Insights on Muscle Physiology

Oct 10, 2024

Lecture Notes on Muscle Physiology

Overview of Muscle Types

  • Skeletal, Cardiac, and Smooth Muscles
    • Can change membrane voltage.
    • Focus on cardiac and skeletal muscles.
    • Details on cardiac muscle to be covered in Unit 4.

Important Terms

  • Muscle Fiber: Refers to a muscle cell, elongated and multinucleated due to myoblast fusion.
  • Myoblasts: Embryonic progenitor cells that fuse to form muscle fibers.

Muscle Structure

  • Cellular and Connective Tissue Structures
    • Not focusing on connective tissues like epimysium, paramysium, and endomysium.
    • Focus on muscle fiber physiology.
  • Thick and Thin Filaments
    • Actin (thin filament) and Myosin (thick filament).
    • Myosin compared to intertwined golf club shafts.

Muscle Contraction

  • Sliding Filament Theory
    • Sarcomere shortens, fibers do not change length.
    • Thick and thin filaments form myofibrils.
  • Cross Bridges
    • Myosin heads bind to actin (myosin binding sites) causing contraction.

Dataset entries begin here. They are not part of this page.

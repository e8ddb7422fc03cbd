//! HTTP-backed content service.

use async_trait::async_trait;
use lectern_client::{
    ClientError, CompletionRecord, ContentClient, LessonRecord, MessageResponse, ModuleRecord,
    OrderEntry, QuizAnswer, QuizRecord, QuizResult,
};

use super::traits::ContentService;

#[async_trait]
impl ContentService for ContentClient {
    async fn list_modules(&self, course_id: &str) -> Result<Vec<ModuleRecord>, ClientError> {
        ContentClient::list_modules(self, course_id).await
    }

    async fn list_lessons(&self, module_id: &str) -> Result<Vec<LessonRecord>, ClientError> {
        ContentClient::list_lessons(self, module_id).await
    }

    async fn get_quiz(&self, module_id: &str) -> Result<Option<QuizRecord>, ClientError> {
        ContentClient::get_quiz(self, module_id).await
    }

    async fn reorder_lessons(
        &self,
        module_id: &str,
        lessons: &[OrderEntry],
    ) -> Result<MessageResponse, ClientError> {
        ContentClient::reorder_lessons(self, module_id, lessons).await
    }

    async fn reorder_modules(
        &self,
        course_id: &str,
        modules: &[OrderEntry],
    ) -> Result<MessageResponse, ClientError> {
        ContentClient::reorder_modules(self, course_id, modules).await
    }

    async fn list_completions(
        &self,
        user_id: &str,
        course_id: &str,
    ) -> Result<Vec<CompletionRecord>, ClientError> {
        ContentClient::list_completions(self, user_id, course_id).await
    }

    async fn complete_lesson(
        &self,
        user_id: &str,
        lesson_id: &str,
    ) -> Result<CompletionRecord, ClientError> {
        ContentClient::complete_lesson(self, user_id, lesson_id).await
    }

    async fn submit_quiz(
        &self,
        user_id: &str,
        quiz_id: &str,
        answers: &[QuizAnswer],
    ) -> Result<QuizResult, ClientError> {
        ContentClient::submit_quiz(self, user_id, quiz_id, answers).await
    }
}
//! Content service abstraction layer.
//!
//! Provides a trait-based interface over the remote content service:
//! - HTTP (`lectern_client::ContentClient`)
//! - In-memory mock for testing

pub mod http;
pub mod mock;
pub mod traits;

pub use mock::{MockContentService, ReorderBehavior};
pub use traits::ContentService;
//! Lectern Console
//!
//! Drives the content coordinator against a live content service.
//!
//! ## Usage
//!
//! ```bash
//! # Show a course outline, annotated for one learner
//! lectern outline course-1 --user user-7
//!
//! # Reorder the modules of a course
//! lectern reorder-modules course-1 m3 m1 m2
//!
//! # Reorder the lessons of a module
//! lectern reorder-lessons course-1 m1 l2 l1 l3
//!
//! # Complete a lesson / submit a quiz
//! lectern complete-lesson course-1 l1 --user user-7
//! lectern submit-quiz course-1 m1 --user user-7 --answers answers.json
//!
//! # Point at another service
//! lectern --base-url https://church.example/api --config lectern.toml outline course-1
//! ```

use anyhow::Context;
use clap::{Parser, Subcommand};
use lectern_sdk::{ContentClient, ContentCoordinator, LecternConfig, QuizAnswer, ReorderOutcome};
use std::path::PathBuf;
use std::sync::Arc;
use tracing::{info, warn};
use tracing_subscriber::EnvFilter;

#[derive(Parser, Debug)]
#[command(name = "lectern")]
#[command(about = "Course content ordering and progression console")]
struct Args {
    /// Path to config file
    #[arg(short, long)]
    config: Option<PathBuf>,

    /// Content service base URL
    #[arg(long, env = "LECTERN_BASE_URL")]
    base_url: Option<String>,

    /// Bearer token for the content service
    #[arg(long, env = "LECTERN_API_KEY", hide_env_values = true)]
    api_key: Option<String>,

    /// Skip the re-fetch after each reorder
    #[arg(long)]
    no_reconcile: bool,

    #[command(subcommand)]
    command: Command,
}

#[derive(Subcommand, Debug)]
enum Command {
    /// Print the course hierarchy as JSON
    Outline {
        course_id: String,
        /// Annotate lock state for this learner
        #[arg(long)]
        user: Option<String>,
    },

    /// Persist a new module order
    ReorderModules {
        course_id: String,
        /// Every module id of the course, in the new order
        #[arg(required = true)]
        module_ids: Vec<String>,
    },

    /// Persist a new lesson order within one module
    ReorderLessons {
        course_id: String,
        module_id: String,
        /// Every lesson id of the module, in the new order
        #[arg(required = true)]
        lesson_ids: Vec<String>,
    },

    /// Mark a lesson complete for a learner
    CompleteLesson {
        course_id: String,
        lesson_id: String,
        #[arg(long)]
        user: String,
    },

    /// Submit answers for a module's quiz
    SubmitQuiz {
        course_id: String,
        module_id: String,
        #[arg(long)]
        user: String,
        /// JSON file holding `[{"questionId": ..., "answer": ...}]`
        #[arg(long)]
        answers: Option<PathBuf>,
    },
}

impl Command {
    fn course_id(&self) -> &str {
        match self {
            Command::Outline { course_id, .. }
            | Command::ReorderModules { course_id, .. }
            | Command::ReorderLessons { course_id, .. }
            | Command::CompleteLesson { course_id, .. }
            | Command::SubmitQuiz { course_id, .. } => course_id,
        }
    }
}

#[tokio::main]
async fn main() -> anyhow::Result<()> {
    // Initialize tracing
    tracing_subscriber::fmt()
        .with_env_filter(EnvFilter::from_default_env().add_directive("lectern_sdk=info".parse()?))
        .with_writer(std::io::stderr)
        .init();

    let args = Args::parse();

    // Load config
    let mut config = match &args.config {
        Some(path) => LecternConfig::load(path)
            .with_context(|| format!("loading config from {}", path.display()))?,
        None => LecternConfig::default(),
    };

    // Apply CLI overrides
    if let Some(base_url) = args.base_url {
        config.service.base_url = base_url;
    }
    if let Some(api_key) = args.api_key {
        config.service.api_key = Some(api_key);
    }
    if args.no_reconcile {
        config.coordinator.reconcile_after_reorder = false;
    }

    info!(base_url = %config.service.base_url, "Starting lectern console");

    let client = ContentClient::new(config.service.clone()).context("building content client")?;
    let coordinator = ContentCoordinator::with_config(Arc::new(client), config.coordinator.clone());

    let course_id = args.command.course_id().to_string();
    coordinator.load_hierarchy(&course_id).await?;

    match args.command {
        Command::Outline { user, .. } => match user {
            Some(user) => {
                let (outline, view) = coordinator.annotated_outline(&user).await?;
                if let Some(next) = view.next_node() {
                    info!(user_id = %user, next = %next.id(), "Next accessible node");
                }
                print_json(&outline)?;
            }
            None => print_json(&coordinator.outline().await?)?,
        },

        Command::ReorderModules { module_ids, .. } => {
            let outcome = coordinator.reorder_modules(&course_id, module_ids).await?;
            report_reorder(outcome);
            print_json(&coordinator.outline().await?.module_ids())?;
        }

        Command::ReorderLessons {
            module_id,
            lesson_ids,
            ..
        } => {
            let outcome = coordinator.reorder_lessons(&module_id, lesson_ids).await?;
            report_reorder(outcome);
            print_json(&coordinator.outline().await?.lesson_ids(&module_id))?;
        }

        Command::CompleteLesson { lesson_id, user, .. } => {
            let record = coordinator.complete_lesson(&user, &lesson_id).await?;
            print_json(&record)?;
        }

        Command::SubmitQuiz {
            module_id,
            user,
            answers,
            ..
        } => {
            let answers = read_answers(answers.as_deref())?;
            let outcome = coordinator.submit_quiz(&user, &module_id, &answers).await?;
            print_json(&outcome)?;
        }
    }

    Ok(())
}

fn report_reorder(outcome: ReorderOutcome) {
    match outcome {
        ReorderOutcome::Confirmed => info!("Reorder confirmed"),
        ReorderOutcome::Superseded => warn!("Reorder superseded by a newer one"),
    }
}

fn read_answers(path: Option<&std::path::Path>) -> anyhow::Result<Vec<QuizAnswer>> {
    let Some(path) = path else {
        return Ok(Vec::new());
    };
    let content = std::fs::read_to_string(path)
        .with_context(|| format!("reading answers from {}", path.display()))?;
    serde_json::from_str(&content).with_context(|| format!("parsing answers in {}", path.display()))
}

fn print_json<T: serde::Serialize>(value: &T) -> anyhow::Result<()> {
    println!("{}", serde_json::to_string_pretty(value)?);
    Ok(())
}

Regulatory and Contractile Proteins

  • Actin: Forms helical "strings of beads".
  • Tropomyosin and Troponin
    • Tropomyosin covers myosin binding sites.
    • Troponin: Calcium receptor regulating tropomyosin position.
    • Calcium binding causes tropomyosin to reveal myosin binding sites.

Muscle Fiber Anatomy

  • Myofibrils and Myofilaments
    • Arranged in hexagonal patterns with myosin heads in spiral arrangements.
  • T-tubules and Sarcoplasmic Reticulum (SR)
    • T-tubules bring action potentials deep into muscle fiber.
    • SR stores calcium ions.
    • Terminal cisterna in SR release calcium.

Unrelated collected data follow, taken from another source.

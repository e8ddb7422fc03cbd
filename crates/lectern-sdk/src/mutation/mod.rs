//! Optimistic reorder of sibling sets
//!
//! Reorders are applied to the local ordering store before the service
//! confirms them, with exact rollback on rejection.

mod controller;
mod intent;

pub use controller::{MutationController, MutationPhase, PendingReorder, Settlement};
pub use intent::ReorderIntent;
//! Lectern SDK - course content ordering and progression core
//!
//! Client-side core for a course player and its authoring views.
//!
//! # Architecture
//!
//! - **Ordering**: one [`OrderingStore`] per sibling set (the modules of a
//!   course, the lessons of a module), with snapshot/restore
//! - **Mutation**: optimistic reorders with exact rollback and at most one
//!   request in flight per sibling set
//! - **Progression**: sequential gating of lessons and quizzes for a learner
//! - **Hierarchy**: [`ContentCoordinator`] ties the three together over a
//!   [`ContentService`]
//!
//! The content service stays authoritative for ordering and for gating;
//! everything evaluated here is a preview the service may overrule.
//!
//! # Example
//!
//! ```rust,ignore
//! use lectern_sdk::{ContentClient, ContentCoordinator, LecternConfig};
//! use std::sync::Arc;
//!
//! let config = LecternConfig::load("lectern.toml")?;
//! let client = Arc::new(ContentClient::new(config.service.clone())?);
//! let coordinator = ContentCoordinator::with_config(client, config.coordinator);
//!
//! coordinator.load_hierarchy("course-1").await?;
//! coordinator.reorder_lessons("module-1", ["l2", "l1", "l3"]).await?;
//!
//! let progress = coordinator.annotate_progression("user-1").await?;
//! ```

// Configuration
pub mod config;

// Error types
pub mod error;

// Domain model
pub mod model;

// Sibling-set ordering
pub mod ordering;

// Optimistic reorders
pub mod mutation;

// Sequential gating
pub mod progression;

// Hierarchy coordinator
pub mod hierarchy;

// Content service seam
pub mod service;

pub use config::{CoordinatorConfig, LecternConfig};
pub use error::{Result, SdkError};
pub use hierarchy::{ContentCoordinator, QuizOutcome, ReorderOutcome};
pub use model::{CourseOutline, Lesson, Module, ModuleOutline, Quiz, SiblingKey, SiblingScope};
pub use mutation::{MutationController, MutationPhase, PendingReorder, ReorderIntent, Settlement};
pub use ordering::{OrderedEntity, OrderingSnapshot, OrderingStore};
pub use progression::{evaluate, CompletionLedger, NodeRef, NodeState, ProgressionView};
pub use service::{ContentService, MockContentService, ReorderBehavior};

// Re-export from the client crate
pub use lectern_client::{ClientConfig, ClientError, CompletionRecord, ContentClient, QuizAnswer};
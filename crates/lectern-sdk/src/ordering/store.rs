//! Ordered sibling collection with snapshot/restore
//!
//! Holds one sibling set (the modules of a course, or the lessons of a
//! module) sorted by `order`. After any successful [`OrderingStore::reindex`]
//! the orders are exactly `0..len`.

use crate::error::{Result, SdkError};
use serde::{Deserialize, Serialize};
use std::collections::{HashMap, HashSet};

/// An entity's identity and its position among its siblings
#[derive(Debug, Clone, PartialEq, Eq, Hash, Serialize, Deserialize)]
pub struct OrderedEntity {
    pub id: String,
    pub order: u32,
}

impl OrderedEntity {
    pub fn new(id: impl Into<String>, order: u32) -> Self {
        Self {
            id: id.into(),
            order,
        }
    }
}

/// Independent copy of a store's contents, used for rollback
#[derive(Debug, Clone, PartialEq, Eq, Default)]
pub struct OrderingSnapshot {
    entries: Vec<OrderedEntity>,
}

impl OrderingSnapshot {
    pub fn entries(&self) -> &[OrderedEntity] {
        &self.entries
    }
}

/// In-memory ordering of one sibling set
#[derive(Debug, Clone, PartialEq, Eq, Default)]
pub struct OrderingStore {
    /// Sorted ascending by `order`
    entries: Vec<OrderedEntity>,
}

impl OrderingStore {
    pub fn new() -> Self {
        Self::default()
    }

    /// Build a store from server-provided entities
    pub fn from_entities(entities: Vec<OrderedEntity>) -> Result<Self> {
        let mut store = Self::new();
        store.load(entities)?;
        Ok(store)
    }

    /// Replace the held sequence, sorted ascending by `order`
    ///
    /// Duplicate orders or ids indicate an upstream integrity problem and are
    /// reported as [`SdkError::MalformedOrder`]; the store is left unchanged.
    pub fn load(&mut self, mut entities: Vec<OrderedEntity>) -> Result<()> {
        let mut ids = HashSet::with_capacity(entities.len());
        for entity in &entities {
            if !ids.insert(entity.id.as_str()) {
                return Err(SdkError::MalformedOrder(format!(
                    "id {} appears more than once",
                    entity.id
                )));
            }
        }

        entities.sort_by_key(|e| e.order);
        if let Some(pair) = entities.windows(2).find(|w| w[0].order == w[1].order) {
            return Err(SdkError::MalformedOrder(format!(
                "{} and {} share order {}",
                pair[0].id, pair[1].id, pair[0].order
            )));
        }

        self.entries = entities;
        Ok(())
    }

    /// Assign `order = position` following `sequence`
    ///
    /// `sequence` must be a permutation of the ids currently held. Nothing is
    /// changed unless the whole sequence validates.
    pub fn reindex<S: AsRef<str>>(&mut self, sequence: &[S]) -> Result<()> {
        let known: HashMap<&str, usize> = self
            .entries
            .iter()
            .enumerate()
            .map(|(i, e)| (e.id.as_str(), i))
            .collect();

        let mut seen = HashSet::with_capacity(sequence.len());
        for id in sequence {
            let id = id.as_ref();
            if !known.contains_key(id) {
                return Err(SdkError::UnknownEntity(id.to_string()));
            }
            seen.insert(id);
        }

        if seen.len() != self.entries.len() || sequence.len() != self.entries.len() {
            return Err(SdkError::InvalidPermutation {
                expected: self.entries.len(),
                actual: seen.len(),
            });
        }

        self.entries = sequence
            .iter()
            .enumerate()
            .map(|(position, id)| OrderedEntity::new(id.as_ref(), position as u32))
            .collect();
        Ok(())
    }

    /// Deep copy of the current contents
    pub fn snapshot(&self) -> OrderingSnapshot {
        OrderingSnapshot {
            entries: self.entries.clone(),
        }
    }

    /// Replace the contents with a previously taken snapshot
    pub fn restore(&mut self, snapshot: OrderingSnapshot) {
        self.entries = snapshot.entries;
    }

    /// Entities in order
    pub fn entries(&self) -> &[OrderedEntity] {
        &self.entries
    }

    /// Ids in order
    pub fn ids(&self) -> Vec<String> {
        self.entries.iter().map(|e| e.id.clone()).collect()
    }

    pub fn order_of(&self, id: &str) -> Option<u32> {
        self.entries.iter().find(|e| e.id == id).map(|e| e.order)
    }

    /// Zero-based rank of `id` in the sequence, independent of order gaps
    pub fn position(&self, id: &str) -> Option<usize> {
        self.entries.iter().position(|e| e.id == id)
    }

    pub fn contains(&self, id: &str) -> bool {
        self.entries.iter().any(|e| e.id == id)
    }

    pub fn len(&self) -> usize {
        self.entries.len()
    }

    pub fn is_empty(&self) -> bool {
        self.entries.is_empty()
    }
}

Motor Units and Muscle Control

  • Motor Units
    • Single somatic motor neuron and all muscle fibers it innervates.
    • Larger motor units for gross motor control (e.g., posture muscles).
    • Smaller motor units for fine motor control (e.g., fingertips, eyes).
  • Neuromuscular Junction (NMJ)
    • Synapse between motor neuron and muscle fiber.
    • Motor end plate with nicotinic receptors.
    • Acetylcholine as neurotransmitter.
    • Synaptic cleft between neuron and muscle cell.

Key Concepts

  • Muscle Cells and Membrane Voltage
    • Action potentials spread via T-tubules.
    • Calcium release from SR crucial for contraction.
  • Summary of Contraction Process
    • Myosin binds to actin, ATP provides energy.
    • Sarcomeres shorten, causing muscle contraction.

Review Points

  • Ensure understanding of myosin and actin interactions.
  • Importance of calcium in muscle contraction.
  • T-tubule and SR relationship in excitation-contraction coupling.
  • Differences in motor unit size and their functional implications.